Can wet win the bet? the case of energy harvesting and storage

28^th International Conference on Advanced Materials, Nanotechnology and Engineering

June 13, 2022 | Webinar

Vuk Radmilovic

University of Belgrade, Serbia

Scientific Tracks Abstracts: J Material Sci Eng

Abstract :

The perpetual and interdependent energy and environmental crises caused by fossil fuel consumption should force no one to second-guess renewables, with solar energy among them, as the wave of the future, if not an imperative for our long term survival, along with energy conservation. Perovskite solar cells have been one of the hottest topics as they have shown enormous potential for reaching high power conversion efficiency (PCE), currently above 25% due to very efficient light harvesting, fast charge separation ability, etc. coupled with the low cost of materials and their ease of synthesis/processing from liquid phase. In our work, a novel organicbased interfacial layer was produced in a cost efficient and ecofriendly manner making scalable organics the most promising alternatives to porous inorganic interfaces, which although efficient, struggle with certain limitations.
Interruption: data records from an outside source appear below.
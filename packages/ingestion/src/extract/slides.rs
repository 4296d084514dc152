//! PPTX slide extraction.
//!
//! Slide XML parts are sorted by their numeric index, capped, and mined
//! for text runs: the first run of each slide is its title candidate,
//! later runs become bullet points under per-slide and global caps.

use tracing::{debug, warn};

use crate::extract::office;
use crate::types::config::Budgets;
use crate::types::content::ExtractedContent;

/// Extract slide titles and bullet points from PPTX bytes.
pub fn extract_slides(bytes: &[u8], budgets: &Budgets) -> ExtractedContent {
    let mut slides: Vec<(usize, String)> = office::list_zip_entries(bytes)
        .into_iter()
        .filter_map(|name| slide_index(&name).map(|idx| (idx, name)))
        .collect();

    if slides.is_empty() {
        warn!("PPTX archive has no slide parts");
        return ExtractedContent::Empty;
    }

    slides.sort_by_key(|(idx, _)| *idx);
    let slide_count = slides.len();

    let mut slide_titles = Vec::new();
    let mut bullet_points = Vec::new();

    for (_, name) in slides.into_iter().take(budgets.max_slides) {
        let xml = match office::read_zip_entry(bytes, &name) {
            Ok(xml) => xml,
            Err(e) => {
                debug!(slide = %name, error = %e, "skipping unreadable slide");
                continue;
            }
        };

        let mut runs = office::text_runs(&xml, b"a:t")
            .into_iter()
            .map(|r| r.trim().to_string())
            .filter(|r| !r.is_empty());

        if let Some(title) = runs.next() {
            slide_titles.push(title);
        }

        let mut taken_this_slide = 0;
        for run in runs {
            if taken_this_slide >= budgets.bullets_per_slide
                || bullet_points.len() >= budgets.max_bullets
            {
                break;
            }
            if run.chars().count() >= budgets.min_bullet_chars {
                bullet_points.push(run);
                taken_this_slide += 1;
            }
        }
    }

    debug!(
        slide_count,
        titles = slide_titles.len(),
        bullets = bullet_points.len(),
        "PPTX extracted"
    );

    ExtractedContent::Slides {
        slide_count,
        slide_titles,
        bullet_points,
    }
}

/// Numeric index of a `ppt/slides/slideN.xml` entry.
fn slide_index(name: &str) -> Option<usize> {
    name.strip_prefix("ppt/slides/slide")?
        .strip_suffix(".xml")?
        .parse()
        .ok()
}

#[cfg(test)]
mod tests {
    use super::*;
    use crate::extract::office::build_zip;

    fn slide_xml(runs: &[&str]) -> String {
        let body: String = runs
            .iter()
            .map(|r| format!("<a:r><a:t>{}</a:t></a:r>", r))
            .collect();
        format!(
            r#"<p:sld xmlns:a="http://schemas.openxmlformats.org/drawingml/2006/main">{}</p:sld>"#,
            body
        )
    }

    #[test]
    fn test_slide_index_parsing() {
        assert_eq!(slide_index("ppt/slides/slide1.xml"), Some(1));
        assert_eq!(slide_index("ppt/slides/slide12.xml"), Some(12));
        assert_eq!(slide_index("ppt/slides/_rels/slide1.xml.rels"), None);
        assert_eq!(slide_index("ppt/media/image1.png"), None);
    }

    #[test]
    fn test_numeric_slide_order() {
        // slide10 must sort after slide2, not between slide1 and slide2.
        let s1 = slide_xml(&["First deck title"]);
        let s2 = slide_xml(&["Second slide"]);
        let s10 = slide_xml(&["Tenth slide"]);
        let archive = build_zip(&[
            ("ppt/slides/slide10.xml", &s10),
            ("ppt/slides/slide1.xml", &s1),
            ("ppt/slides/slide2.xml", &s2),
        ]);

        match extract_slides(&archive, &Budgets::default()) {
            ExtractedContent::Slides {
                slide_count,
                slide_titles,
                ..
            } => {
                assert_eq!(slide_count, 3);
                assert_eq!(
                    slide_titles,
                    vec!["First deck title", "Second slide", "Tenth slide"]
                );
            }
            other => panic!("unexpected content: {:?}", other),
        }
    }

    #[test]
    fn test_bullet_caps_and_minimum_length() {
        // First run is the title; "tiny" is under the 6-char minimum.
        let s1 = slide_xml(&[
            "Roadmap",
            "tiny",
            "Ship the parser",
            "Cut release branch",
            "Write migration guide",
            "Notify customers",
            "Archive old docs",
            "Overflow bullet past per-slide cap",
        ]);
        let archive = build_zip(&[("ppt/slides/slide1.xml", &s1)]);

        match extract_slides(&archive, &Budgets::default()) {
            ExtractedContent::Slides { bullet_points, .. } => {
                assert_eq!(bullet_points.len(), 5);
                assert!(!bullet_points.contains(&"tiny".to_string()));
                assert!(!bullet_points
                    .iter()
                    .any(|b| b.contains("Overflow")));
            }
            other => panic!("unexpected content: {:?}", other),
        }
    }

    #[test]
    fn test_global_bullet_cap() {
        let mut entries = Vec::new();
        let xmls: Vec<(String, String)> = (1..=6)
            .map(|i| {
                let runs: Vec<String> = (0..6)
                    .map(|j| format!("Slide {} bullet number {}", i, j))
                    .collect();
                let refs: Vec<&str> = runs.iter().map(String::as_str).collect();
                (format!("ppt/slides/slide{}.xml", i), slide_xml(&refs))
            })
            .collect();
        for (name, xml) in &xmls {
            entries.push((name.as_str(), xml.as_str()));
        }
        let archive = build_zip(&entries);

        match extract_slides(&archive, &Budgets::default()) {
            ExtractedContent::Slides { bullet_points, .. } => {
                assert_eq!(bullet_points.len(), Budgets::default().max_bullets);
            }
            other => panic!("unexpected content: {:?}", other),
        }
    }

    #[test]
    fn test_not_a_deck_is_empty() {
        let archive = build_zip(&[("word/document.xml", "<w:document/>")]);
        assert_eq!(
            extract_slides(&archive, &Budgets::default()),
            ExtractedContent::Empty
        );
    }
}
use super::*;

// =============================================================
// Defaults
// =============================================================

#[test]
fn defaults_match_site_identifiers() {
    let config = PaletteConfig::default();
    assert_eq!(config.storage_key, "palette");
    assert_eq!(config.switch_id, "light-switch");
    assert_eq!(config.dark_query, "(prefers-color-scheme: dark)");
    assert_eq!(config.light_class, "light-palette");
    assert_eq!(config.dark_class, "dark-palette");
    assert!(!config.follow_system);
}

#[test]
fn defaults_validate() {
    assert!(PaletteConfig::default().validate().is_ok());
}

// =============================================================
// JSON loading
// =============================================================

#[test]
fn empty_object_yields_defaults() {
    let config = PaletteConfig::from_json("{}").unwrap();
    assert_eq!(config, PaletteConfig::default());
}

#[test]
fn partial_object_overrides_only_named_fields() {
    let config = PaletteConfig::from_json(r#"{"storage_key":"docs-theme","follow_system":true}"#).unwrap();
    assert_eq!(config.storage_key, "docs-theme");
    assert!(config.follow_system);
    assert_eq!(config.switch_id, "light-switch");
}

#[test]
fn unknown_field_is_rejected() {
    let err = PaletteConfig::from_json(r#"{"storage":"x"}"#).unwrap_err();
    assert!(matches!(err, ConfigError::Parse(_)));
}

#[test]
fn malformed_json_is_rejected() {
    let err = PaletteConfig::from_json("{").unwrap_err();
    assert!(matches!(err, ConfigError::Parse(_)));
}

// =============================================================
// Validation
// =============================================================

#[test]
fn blank_storage_key_is_rejected() {
    let err = PaletteConfig::from_json(r#"{"storage_key":"  "}"#).unwrap_err();
    assert!(matches!(err, ConfigError::Empty("storage_key")));
}

#[test]
fn class_with_whitespace_is_rejected() {
    let config = PaletteConfig { dark_class: "dark palette".into(), ..PaletteConfig::default() };
    let err = config.validate().unwrap_err();
    assert!(matches!(err, ConfigError::NotAToken { field: "dark_class", .. }));
}

#[test]
fn identical_classes_are_rejected() {
    let config = PaletteConfig { light_class: "x".into(), dark_class: "x".into(), ..PaletteConfig::default() };
    let err = config.validate().unwrap_err();
    assert!(matches!(err, ConfigError::SameClass(ref c) if c == "x"));
    assert_eq!(err.to_string(), "light_class and dark_class must differ, both are \"x\"");
}

// =============================================================
// Tokens
// =============================================================

#[test]
fn class_for_each_palette() {
    let config = PaletteConfig::default();
    assert_eq!(config.class_for(Palette::Light), "light-palette");
    assert_eq!(config.class_for(Palette::Dark), "dark-palette");
}

#[test]
fn palette_for_recognizes_configured_tokens() {
    let config = PaletteConfig::default();
    assert_eq!(config.palette_for("light-palette"), Some(Palette::Light));
    assert_eq!(config.palette_for(" dark-palette\n"), Some(Palette::Dark));
}

#[test]
fn palette_for_rejects_foreign_and_combined_classes() {
    let config = PaletteConfig::default();
    assert_eq!(config.palette_for(""), None);
    assert_eq!(config.palette_for("dark"), None);
    assert_eq!(config.palette_for("light-palette dark-palette"), None);
    assert_eq!(config.palette_for("no-js"), None);
}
With this novel layer, the perovskite effectively infiltrates into this mesoporous structure, and with enhanced wetting of the surface, the perovskite dramatically increases its homogeneity, thus leading to PCE enhancement and thermal stability [1]. Energy harvesting and energy storage are equal parts of the energy sustainability equation, thus, simple and cheap yet efficient storage must exist as well. In such systems, one of the key aspects of improving overall performance is adequate material selection for electrodes. Mixed transition metal oxides with a spinel structure have been shown to be promising candidates for the design of high-performance pseudocapacitive and battery-type electrodes. The aim of this work was to design a mesoporous structure from liquid phase and subsequent post-processing, with highly conductive carbon fibers and redox-active Co/Mn based mixed oxide spinels [2,3] with highly developed surface area. Electrochemical results in aqueous systems showed high specific capacitance, excellent rate capability and cycling stability.

Biography :

Vuk Radmilovic got his PhD from the faculty of Technology and Metallurgy, University of Belgrade on the topic of transparent composites for optoelectronics. His research interests include materials for energy conversion such as organic and perovskite solar cells and their components, primarily transparent electrodes based on silver nanowire polymer composites as well as materials for energy storage such as carbon/metal oxide composite fibers as electrodes for super capacitors and batteries. His research primarily focuses on structural characterization of materials for energy conversion and storage utilizing transmission electron microscopy.